Upfront, we were told this would be a five-year commitment. The doctor was candid and said the financial and time commitment is no joke, but worth it all if we could make it happen. The options were shots or daily prescription medications that may not fully help.  When it is your child, you make it happen. All in and ready to make life more comfortable for my boy. Five years of dedication would allow him to live a life free of all of those pesky allergies. We would start shots the following week and she wrote a script for an EpiPen. As a teacher, I am trained to administer an EpiPen. The thought terrifies me, let alone needing to do it on my son. Better days are coming.  

Tears

For the first year, my son received three shots twice a week. Six shots a week in his little six-year-old body. Year one, I had to almost restrain him. He cried and was not quiet about it. Many days I hid my tears too. Was this worth it? Those teary eyes looking at me, his protector.

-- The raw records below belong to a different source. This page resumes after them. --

//! 프로토콜 설정

use std::fmt;
use std::str::FromStr;
use std::time::Duration;

use serde::{Deserialize, Serialize};

use crate::fault::FaultConfig;
use crate::{
    Error, Result, DEFAULT_CHUNK_SIZE, DEFAULT_MAX_MESSAGE_SIZE, DEFAULT_MAX_RETRANSMITS,
    DEFAULT_TIMEOUT_MS, DEFAULT_WINDOW_SIZE, MAX_WINDOW_SIZE, MIN_MESSAGE_SIZE, MIN_WINDOW_SIZE,
};

/// ARQ 동작 모드
#[derive(Debug, Clone, Copy, PartialEq, Eq, Hash, Serialize, Deserialize)]
#[serde(rename_all = "SCREAMING_SNAKE_CASE")]
pub enum OperationMode {
    /// 누적 ACK, 손실 시 윈도우 전체 재전송
    GoBackN,
    /// 개별 ACK, 손실된 패킷만 재전송
    SelectiveRepeat,
}

impl OperationMode {
    pub fn as_str(&self) -> &'static str {
        match self {
            OperationMode::GoBackN => "GO_BACK_N",
            OperationMode::SelectiveRepeat => "SELECTIVE_REPEAT",
        }
    }
}

impl fmt::Display for OperationMode {
    fn fmt(&self, f: &mut fmt::Formatter<'_>) -> fmt::Result {
        f.write_str(self.as_str())
    }
}

impl FromStr for OperationMode {
    type Err = Error;

    fn from_str(s: &str) -> Result<Self> {
        match s.to_ascii_uppercase().replace('-', "_").as_str() {
            "GO_BACK_N" | "GBN" => Ok(OperationMode::GoBackN),
            "SELECTIVE_REPEAT" | "SR" => Ok(OperationMode::SelectiveRepeat),
            other => Err(Error::InvalidConfig(format!("알 수 없는 동작 모드: {}", other))),
        }
    }
}

/// RDT 프로토콜 설정
#[derive(Debug, Clone)]
pub struct Config {
    /// 슬라이딩 윈도우 크기 (1 ~ 5)
    pub window_size: usize,

    /// 요청할 ARQ 모드 (서버는 클라이언트 요청을 따름)
    pub operation_mode: OperationMode,

    /// 청크 크기 (문자 단위)
    pub chunk_size: usize,

    /// 재전송 타임아웃 (밀리초)
    pub timeout_ms: u64,

    /// 패킷당 최대 재전송 횟수
    pub max_retransmits: u32,

    /// 최소 메시지 크기 (문자)
    pub min_message_size: usize,

    /// 최대 메시지 크기 (문자)
    pub max_message_size: usize,

    /// 암호화 활성화 (선택)
    /// X25519 키 교환 + ChaCha20-Poly1305 사용
    pub encryption_enabled: bool,

    /// 핸드쉐이크 응답 대기 타임아웃 (밀리초)
    pub handshake_timeout_ms: u64,

    /// 세션 실패로 간주할 프로토콜 위반 횟수
    pub max_protocol_violations: u32,

    /// 손실/손상 시뮬레이션
    pub fault: FaultConfig,
}

impl Default for Config {
    fn default() -> Self {
        Self {
            window_size: DEFAULT_WINDOW_SIZE,
            operation_mode: OperationMode::GoBackN,
            chunk_size: DEFAULT_CHUNK_SIZE,
            timeout_ms: DEFAULT_TIMEOUT_MS,       // 5초
            max_retransmits: DEFAULT_MAX_RETRANSMITS,
            min_message_size: MIN_MESSAGE_SIZE,
            max_message_size: DEFAULT_MAX_MESSAGE_SIZE,
            encryption_enabled: false,            // 암호화 비활성화 (기본)
            handshake_timeout_ms: 10_000,         // 10초
            max_protocol_violations: 16,
            fault: FaultConfig::default(),        // 시뮬레이션 없음
        }
    }
}

impl Config {
    /// 새 설정 생성
    pub fn new() -> Self {
        Self::default()
    }

    /// 재전송 타임아웃
    pub fn timeout(&self) -> Duration {
        Duration::from_millis(self.timeout_ms)
    }

    /// 핸드쉐이크 타임아웃
    pub fn handshake_timeout(&self) -> Duration {
        Duration::from_millis(self.handshake_timeout_ms)
    }

    /// Selective Repeat 기본 설정
    pub fn selective_repeat() -> Self {
        Self {
            operation_mode: OperationMode::SelectiveRepeat,
            ..Self::default()
        }
    }

    /// 불안정한 네트워크용 설정
    pub fn unstable_network() -> Self {
        Self {
            operation_mode: OperationMode::SelectiveRepeat,
            timeout_ms: 1500,
            max_retransmits: 8,
            max_protocol_violations: 64,
            ..Self::default()
        }
    }

    /// 설정 검증
    pub fn validate(&self) -> Result<()> {
        if !(MIN_WINDOW_SIZE..=MAX_WINDOW_SIZE).contains(&self.window_size) {
            return Err(Error::InvalidConfig(format!(
                "window_size는 {}~{} 사이여야 함: {}",
                MIN_WINDOW_SIZE, MAX_WINDOW_SIZE, self.window_size
            )));
        }
        if self.chunk_size == 0 {
            return Err(Error::InvalidConfig("chunk_size는 0일 수 없음".into()));
        }
        if self.timeout_ms == 0 {
            return Err(Error::InvalidConfig("timeout_ms는 0일 수 없음".into()));
        }
        if self.max_message_size < self.min_message_size {
            return Err(Error::InvalidConfig(format!(
                "max_message_size({}) < min_message_size({})",
                self.max_message_size, self.min_message_size
            )));
        }
        self.fault.validate()
    }
}

/// 세션 생성 시 고정되는 파라미터
///
/// 핸드쉐이크 이후 확정된 값으로 만들고, 세션 도중 바뀌지 않는다.
#[derive(Debug, Clone, Copy, PartialEq, Eq)]
pub struct SessionParams {
    pub mode: OperationMode,
    pub window_size: usize,
    pub chunk_size: usize,
    pub timeout: Duration,
    pub max_retransmits: u32,
    pub max_protocol_violations: u32,

    /// 애플리케이션 메시지 길이 제한 (평문 문자 수)
    pub min_message_size: usize,
    pub max_message_size: usize,
}

impl SessionParams {
    pub fn from_config(config: &Config) -> Self {
        Self {
            mode: config.operation_mode,
            window_size: config.window_size,
            chunk_size: config.chunk_size,
            timeout: config.timeout(),
            max_retransmits: config.max_retransmits,
            max_protocol_violations: config.max_protocol_violations,
            min_message_size: config.min_message_size,
            max_message_size: config.max_message_size,
        }
    }

    pub fn with_mode(mut self, mode: OperationMode) -> Self {
        self.mode = mode;
        self
    }

    pub fn with_window_size(mut self, window_size: usize) -> Self {
        self.window_size = window_size;
        self
    }

    pub fn with_timeout(mut self, timeout: Duration) -> Self {
        self.timeout = timeout;
        self
    }

    pub fn with_max_retransmits(mut self, max_retransmits: u32) -> Self {
        self.max_retransmits = max_retransmits;
        self
    }

    pub fn with_max_message_size(mut self, max_message_size: usize) -> Self {
        self.max_message_size = max_message_size;
        self
    }
}

impl Default for SessionParams {
    fn default() -> Self {
        Self::from_config(&Config::default())
    }
}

Hard moments. I would give anything to take that pain myself. Mom of the year here. I had no clue that they were injecting him with the specific allergens he is allergic to.  Often when we want something fixed, our minds block the specifics. He kept telling me that the shots stung and my response was to be tough. The nurse pulled me aside privately and said the sting is real. They hurt, burn, and itch. I apologized to my boy and he forgave me quickly. The resilience of a child is a trait that reminds us of the simple joys in life. Not understanding the why and end goal at his age was hard on this mama heart. Here is where the time commitment comes into play. After the shots are administered, you must wait in the lobby for 30 minutes to make sure there is no reaction. You bond in those moments. We have learned about dedication, bravery, goal setting, pain, and sacrifice. Two years from now, I know I will look back and miss the “shot days” with my boy. Better days are coming…  

The Home Stretch

Three years down and two more to go! COVID was the only thing keeping me from giving the doctor a bear hug! One day I will. Her words remind us of how far we have come. I looked at my son and winked. That is our little thing. It has been our little way to communicate. He winked back and gave me a thumbs up! Just affirmation that we can do hard things. In two more years, the goal is shots are done for the rest of his life. Quality of life is brighter for him and I would do it all over again. If you catch him at the right moment, he would agree. We made a pact and we are committed. Just the two of us for the next two years. My son will turn 10 next month. If our chats happen in a doctor’s office, I’ll take it. Find the blessing in the hard. They are in the tender moments of just being together. Better days are here and more are coming. One allergy shot at a time.